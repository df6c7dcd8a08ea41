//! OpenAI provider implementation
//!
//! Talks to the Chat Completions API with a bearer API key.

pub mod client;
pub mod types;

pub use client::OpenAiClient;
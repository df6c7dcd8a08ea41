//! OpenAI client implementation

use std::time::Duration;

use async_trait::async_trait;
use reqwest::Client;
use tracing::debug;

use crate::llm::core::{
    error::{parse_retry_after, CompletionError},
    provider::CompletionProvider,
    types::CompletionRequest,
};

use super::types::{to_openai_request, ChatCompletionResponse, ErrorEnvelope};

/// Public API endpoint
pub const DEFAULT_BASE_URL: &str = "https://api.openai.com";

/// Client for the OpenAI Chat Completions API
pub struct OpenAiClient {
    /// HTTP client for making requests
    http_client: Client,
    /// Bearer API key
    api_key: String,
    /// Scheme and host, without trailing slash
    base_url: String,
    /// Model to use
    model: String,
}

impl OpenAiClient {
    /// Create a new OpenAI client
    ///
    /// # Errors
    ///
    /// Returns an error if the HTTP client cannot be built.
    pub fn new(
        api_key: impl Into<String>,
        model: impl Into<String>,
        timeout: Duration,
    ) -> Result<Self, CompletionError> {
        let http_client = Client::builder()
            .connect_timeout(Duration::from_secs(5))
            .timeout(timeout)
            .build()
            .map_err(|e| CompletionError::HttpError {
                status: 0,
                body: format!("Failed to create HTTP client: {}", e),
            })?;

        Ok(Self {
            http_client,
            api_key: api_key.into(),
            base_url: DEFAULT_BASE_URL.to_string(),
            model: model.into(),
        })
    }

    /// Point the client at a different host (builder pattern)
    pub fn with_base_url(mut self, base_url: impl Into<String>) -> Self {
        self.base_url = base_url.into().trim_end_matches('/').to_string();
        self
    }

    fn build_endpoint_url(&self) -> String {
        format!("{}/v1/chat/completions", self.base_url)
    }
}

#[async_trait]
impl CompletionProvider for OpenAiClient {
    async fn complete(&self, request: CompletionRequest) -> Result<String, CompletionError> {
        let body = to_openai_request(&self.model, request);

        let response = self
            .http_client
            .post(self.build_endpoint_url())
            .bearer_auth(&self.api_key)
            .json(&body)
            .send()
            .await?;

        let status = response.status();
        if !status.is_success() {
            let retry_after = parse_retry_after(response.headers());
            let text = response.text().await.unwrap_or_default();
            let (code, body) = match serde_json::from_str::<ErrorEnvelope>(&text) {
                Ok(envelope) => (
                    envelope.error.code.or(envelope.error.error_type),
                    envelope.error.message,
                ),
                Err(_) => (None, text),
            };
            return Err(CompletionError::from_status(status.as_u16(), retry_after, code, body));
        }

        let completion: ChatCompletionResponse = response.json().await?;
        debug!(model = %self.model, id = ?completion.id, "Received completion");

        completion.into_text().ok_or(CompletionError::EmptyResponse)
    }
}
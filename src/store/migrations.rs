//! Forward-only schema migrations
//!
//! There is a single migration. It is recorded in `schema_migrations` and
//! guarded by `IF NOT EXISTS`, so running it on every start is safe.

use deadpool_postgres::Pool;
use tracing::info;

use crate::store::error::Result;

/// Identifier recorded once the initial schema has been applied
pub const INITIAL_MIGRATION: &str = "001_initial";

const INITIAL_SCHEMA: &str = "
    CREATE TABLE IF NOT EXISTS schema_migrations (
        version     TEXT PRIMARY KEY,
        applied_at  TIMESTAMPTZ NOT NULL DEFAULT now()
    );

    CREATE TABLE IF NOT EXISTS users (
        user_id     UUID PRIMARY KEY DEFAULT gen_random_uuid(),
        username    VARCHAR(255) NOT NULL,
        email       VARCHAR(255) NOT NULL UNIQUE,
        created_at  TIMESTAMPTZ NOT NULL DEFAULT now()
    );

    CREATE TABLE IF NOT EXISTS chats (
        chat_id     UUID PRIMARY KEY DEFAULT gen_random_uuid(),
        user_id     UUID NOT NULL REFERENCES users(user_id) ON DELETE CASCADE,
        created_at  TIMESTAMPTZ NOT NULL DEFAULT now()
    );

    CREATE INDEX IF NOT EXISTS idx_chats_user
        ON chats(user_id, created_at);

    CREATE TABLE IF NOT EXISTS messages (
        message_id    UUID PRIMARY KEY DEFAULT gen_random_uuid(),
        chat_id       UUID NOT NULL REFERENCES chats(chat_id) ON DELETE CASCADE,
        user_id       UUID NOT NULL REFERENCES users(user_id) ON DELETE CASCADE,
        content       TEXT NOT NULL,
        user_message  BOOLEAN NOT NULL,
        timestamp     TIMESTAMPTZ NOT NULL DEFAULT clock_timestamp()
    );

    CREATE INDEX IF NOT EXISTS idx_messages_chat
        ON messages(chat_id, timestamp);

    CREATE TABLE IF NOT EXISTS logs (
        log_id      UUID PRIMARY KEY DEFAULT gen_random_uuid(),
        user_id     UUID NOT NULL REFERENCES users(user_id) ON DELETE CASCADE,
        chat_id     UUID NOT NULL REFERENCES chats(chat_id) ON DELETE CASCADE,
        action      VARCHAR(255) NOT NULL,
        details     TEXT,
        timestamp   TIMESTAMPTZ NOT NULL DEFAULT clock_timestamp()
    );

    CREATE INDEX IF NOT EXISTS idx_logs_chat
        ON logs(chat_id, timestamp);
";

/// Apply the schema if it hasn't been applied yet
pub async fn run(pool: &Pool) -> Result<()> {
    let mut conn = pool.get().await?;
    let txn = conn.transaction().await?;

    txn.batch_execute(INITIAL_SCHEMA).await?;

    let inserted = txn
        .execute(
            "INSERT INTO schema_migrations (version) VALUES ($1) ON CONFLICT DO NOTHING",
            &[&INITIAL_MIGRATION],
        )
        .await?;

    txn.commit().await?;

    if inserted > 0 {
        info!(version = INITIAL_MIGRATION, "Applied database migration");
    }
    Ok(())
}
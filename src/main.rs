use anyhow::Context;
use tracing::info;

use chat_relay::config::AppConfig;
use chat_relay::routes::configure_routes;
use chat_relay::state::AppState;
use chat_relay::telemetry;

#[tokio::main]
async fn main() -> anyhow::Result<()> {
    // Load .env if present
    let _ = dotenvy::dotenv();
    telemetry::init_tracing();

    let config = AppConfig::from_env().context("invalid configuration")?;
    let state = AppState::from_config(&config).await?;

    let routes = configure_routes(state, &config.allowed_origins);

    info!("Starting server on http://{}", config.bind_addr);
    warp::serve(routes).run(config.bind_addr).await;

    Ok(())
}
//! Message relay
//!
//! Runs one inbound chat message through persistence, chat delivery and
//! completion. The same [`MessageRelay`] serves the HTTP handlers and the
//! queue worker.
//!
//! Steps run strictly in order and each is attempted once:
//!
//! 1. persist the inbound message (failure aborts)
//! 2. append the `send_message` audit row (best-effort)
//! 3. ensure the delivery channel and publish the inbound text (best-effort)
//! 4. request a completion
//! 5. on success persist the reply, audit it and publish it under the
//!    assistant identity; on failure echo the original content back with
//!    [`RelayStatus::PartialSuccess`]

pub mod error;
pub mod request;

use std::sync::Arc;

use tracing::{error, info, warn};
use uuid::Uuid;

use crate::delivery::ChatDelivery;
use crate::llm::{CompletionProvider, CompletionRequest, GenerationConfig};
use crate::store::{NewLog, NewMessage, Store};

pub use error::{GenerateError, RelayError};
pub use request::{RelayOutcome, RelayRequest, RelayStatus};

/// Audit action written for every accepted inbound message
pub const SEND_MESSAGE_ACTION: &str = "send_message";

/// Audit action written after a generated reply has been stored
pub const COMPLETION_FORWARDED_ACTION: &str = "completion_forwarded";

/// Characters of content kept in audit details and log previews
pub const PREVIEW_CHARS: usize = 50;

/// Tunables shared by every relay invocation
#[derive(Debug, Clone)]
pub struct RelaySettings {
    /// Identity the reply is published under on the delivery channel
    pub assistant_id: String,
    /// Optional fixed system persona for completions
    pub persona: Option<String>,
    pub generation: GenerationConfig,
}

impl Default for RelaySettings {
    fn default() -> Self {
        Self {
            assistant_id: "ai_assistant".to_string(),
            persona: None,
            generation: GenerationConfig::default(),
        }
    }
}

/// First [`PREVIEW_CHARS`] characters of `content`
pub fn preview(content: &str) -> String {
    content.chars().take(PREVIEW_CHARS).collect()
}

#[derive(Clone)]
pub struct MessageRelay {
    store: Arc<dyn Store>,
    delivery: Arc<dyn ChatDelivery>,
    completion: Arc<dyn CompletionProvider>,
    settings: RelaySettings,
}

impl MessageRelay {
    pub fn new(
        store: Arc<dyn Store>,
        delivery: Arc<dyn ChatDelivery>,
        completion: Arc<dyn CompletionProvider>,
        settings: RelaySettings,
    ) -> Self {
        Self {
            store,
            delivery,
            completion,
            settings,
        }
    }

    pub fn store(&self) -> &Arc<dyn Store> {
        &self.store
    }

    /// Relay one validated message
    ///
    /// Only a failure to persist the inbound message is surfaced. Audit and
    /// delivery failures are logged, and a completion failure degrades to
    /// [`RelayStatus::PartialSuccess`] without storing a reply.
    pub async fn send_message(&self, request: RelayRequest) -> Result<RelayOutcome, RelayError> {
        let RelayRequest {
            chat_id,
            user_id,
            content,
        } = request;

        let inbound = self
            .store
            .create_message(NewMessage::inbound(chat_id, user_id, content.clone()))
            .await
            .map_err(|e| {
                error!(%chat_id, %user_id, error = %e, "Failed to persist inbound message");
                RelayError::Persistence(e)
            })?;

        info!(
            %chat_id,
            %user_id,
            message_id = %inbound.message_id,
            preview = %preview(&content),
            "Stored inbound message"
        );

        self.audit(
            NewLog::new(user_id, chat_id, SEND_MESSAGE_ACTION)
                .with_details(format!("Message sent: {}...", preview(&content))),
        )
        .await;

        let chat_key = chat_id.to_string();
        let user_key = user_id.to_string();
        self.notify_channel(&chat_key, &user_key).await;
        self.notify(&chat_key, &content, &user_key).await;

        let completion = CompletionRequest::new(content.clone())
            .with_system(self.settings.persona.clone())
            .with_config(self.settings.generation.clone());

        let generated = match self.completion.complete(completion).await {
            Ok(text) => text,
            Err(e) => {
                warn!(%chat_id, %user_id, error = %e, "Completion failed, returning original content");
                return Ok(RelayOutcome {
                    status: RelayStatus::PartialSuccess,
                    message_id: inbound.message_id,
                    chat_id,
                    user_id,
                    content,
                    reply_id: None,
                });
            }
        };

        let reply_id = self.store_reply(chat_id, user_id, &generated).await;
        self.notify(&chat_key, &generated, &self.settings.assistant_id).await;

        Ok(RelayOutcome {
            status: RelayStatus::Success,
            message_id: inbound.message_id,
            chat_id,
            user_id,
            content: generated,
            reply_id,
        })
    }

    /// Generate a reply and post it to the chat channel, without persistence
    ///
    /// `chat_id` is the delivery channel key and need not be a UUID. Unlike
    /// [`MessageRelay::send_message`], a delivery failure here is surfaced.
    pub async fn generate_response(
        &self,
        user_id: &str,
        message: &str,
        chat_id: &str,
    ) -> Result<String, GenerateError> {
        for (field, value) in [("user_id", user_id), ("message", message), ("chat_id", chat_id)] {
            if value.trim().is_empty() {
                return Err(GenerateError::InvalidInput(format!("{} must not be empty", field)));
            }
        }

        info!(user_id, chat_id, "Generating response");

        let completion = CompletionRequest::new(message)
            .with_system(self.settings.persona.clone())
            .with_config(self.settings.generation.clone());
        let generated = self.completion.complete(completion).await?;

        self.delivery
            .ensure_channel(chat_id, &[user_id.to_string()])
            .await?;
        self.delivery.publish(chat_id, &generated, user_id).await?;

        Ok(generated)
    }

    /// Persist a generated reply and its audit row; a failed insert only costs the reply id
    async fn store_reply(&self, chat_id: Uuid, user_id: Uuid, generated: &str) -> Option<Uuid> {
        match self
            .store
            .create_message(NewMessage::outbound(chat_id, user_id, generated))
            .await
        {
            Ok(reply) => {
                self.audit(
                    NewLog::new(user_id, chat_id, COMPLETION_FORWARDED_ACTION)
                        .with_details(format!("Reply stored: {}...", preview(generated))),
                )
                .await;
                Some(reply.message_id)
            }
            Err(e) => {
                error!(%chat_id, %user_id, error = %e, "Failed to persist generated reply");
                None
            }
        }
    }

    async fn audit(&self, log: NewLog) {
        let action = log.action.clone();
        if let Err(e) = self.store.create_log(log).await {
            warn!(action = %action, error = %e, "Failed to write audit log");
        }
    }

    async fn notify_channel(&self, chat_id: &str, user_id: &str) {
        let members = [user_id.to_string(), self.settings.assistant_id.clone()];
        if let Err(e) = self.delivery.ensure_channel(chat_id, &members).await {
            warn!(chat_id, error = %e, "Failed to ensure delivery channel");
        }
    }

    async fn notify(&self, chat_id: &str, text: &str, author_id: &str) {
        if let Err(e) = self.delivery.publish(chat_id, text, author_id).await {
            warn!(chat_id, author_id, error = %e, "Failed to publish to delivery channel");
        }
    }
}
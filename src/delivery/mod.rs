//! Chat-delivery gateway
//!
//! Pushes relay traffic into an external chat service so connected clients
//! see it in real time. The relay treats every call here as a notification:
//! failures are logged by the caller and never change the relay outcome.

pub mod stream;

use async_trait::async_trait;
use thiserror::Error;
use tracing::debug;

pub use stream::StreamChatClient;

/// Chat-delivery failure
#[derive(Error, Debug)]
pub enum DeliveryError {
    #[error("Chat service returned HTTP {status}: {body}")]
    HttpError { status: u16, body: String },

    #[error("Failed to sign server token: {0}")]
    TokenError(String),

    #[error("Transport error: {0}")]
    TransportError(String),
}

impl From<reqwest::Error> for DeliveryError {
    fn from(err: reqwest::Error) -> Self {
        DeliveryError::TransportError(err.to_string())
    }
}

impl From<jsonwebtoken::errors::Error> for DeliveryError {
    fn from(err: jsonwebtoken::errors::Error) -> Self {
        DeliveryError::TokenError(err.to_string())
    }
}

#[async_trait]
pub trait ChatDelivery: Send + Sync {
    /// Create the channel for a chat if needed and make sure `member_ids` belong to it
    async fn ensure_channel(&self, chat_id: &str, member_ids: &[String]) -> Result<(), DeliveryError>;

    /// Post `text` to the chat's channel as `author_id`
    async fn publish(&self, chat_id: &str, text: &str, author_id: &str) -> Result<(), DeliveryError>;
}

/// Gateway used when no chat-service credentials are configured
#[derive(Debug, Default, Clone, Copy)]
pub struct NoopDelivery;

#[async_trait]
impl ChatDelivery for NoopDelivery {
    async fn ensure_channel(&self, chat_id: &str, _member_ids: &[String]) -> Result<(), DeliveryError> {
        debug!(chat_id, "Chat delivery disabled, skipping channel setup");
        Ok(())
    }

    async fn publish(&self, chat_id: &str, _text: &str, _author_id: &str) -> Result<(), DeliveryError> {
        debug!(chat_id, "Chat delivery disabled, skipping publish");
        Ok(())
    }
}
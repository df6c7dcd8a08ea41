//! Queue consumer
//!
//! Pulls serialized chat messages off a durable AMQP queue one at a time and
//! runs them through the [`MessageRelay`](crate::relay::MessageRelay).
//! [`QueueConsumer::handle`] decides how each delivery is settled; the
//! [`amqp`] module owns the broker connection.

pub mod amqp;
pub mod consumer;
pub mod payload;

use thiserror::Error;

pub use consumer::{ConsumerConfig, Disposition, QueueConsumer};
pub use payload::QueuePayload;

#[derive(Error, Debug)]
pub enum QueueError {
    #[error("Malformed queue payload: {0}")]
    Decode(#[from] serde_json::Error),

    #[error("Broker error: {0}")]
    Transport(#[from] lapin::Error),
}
◆ ◆ ◆ ◆ ◆
→ YOUR INSTRUCTIONS
The line with "OpenAI client implementation" marks the end; reproduce exactly every line from the start of the entries up to it, that line included.

→ RESULT BELOW
repository df6c7dcd8a08ea41
//! OpenAI provider implementation
//!
//! Talks to the Chat Completions API with a bearer API key.

pub mod client;
pub mod types;

pub use client::OpenAiClient;
repository df6c7dcd8a08ea41
//! OpenAI client implementation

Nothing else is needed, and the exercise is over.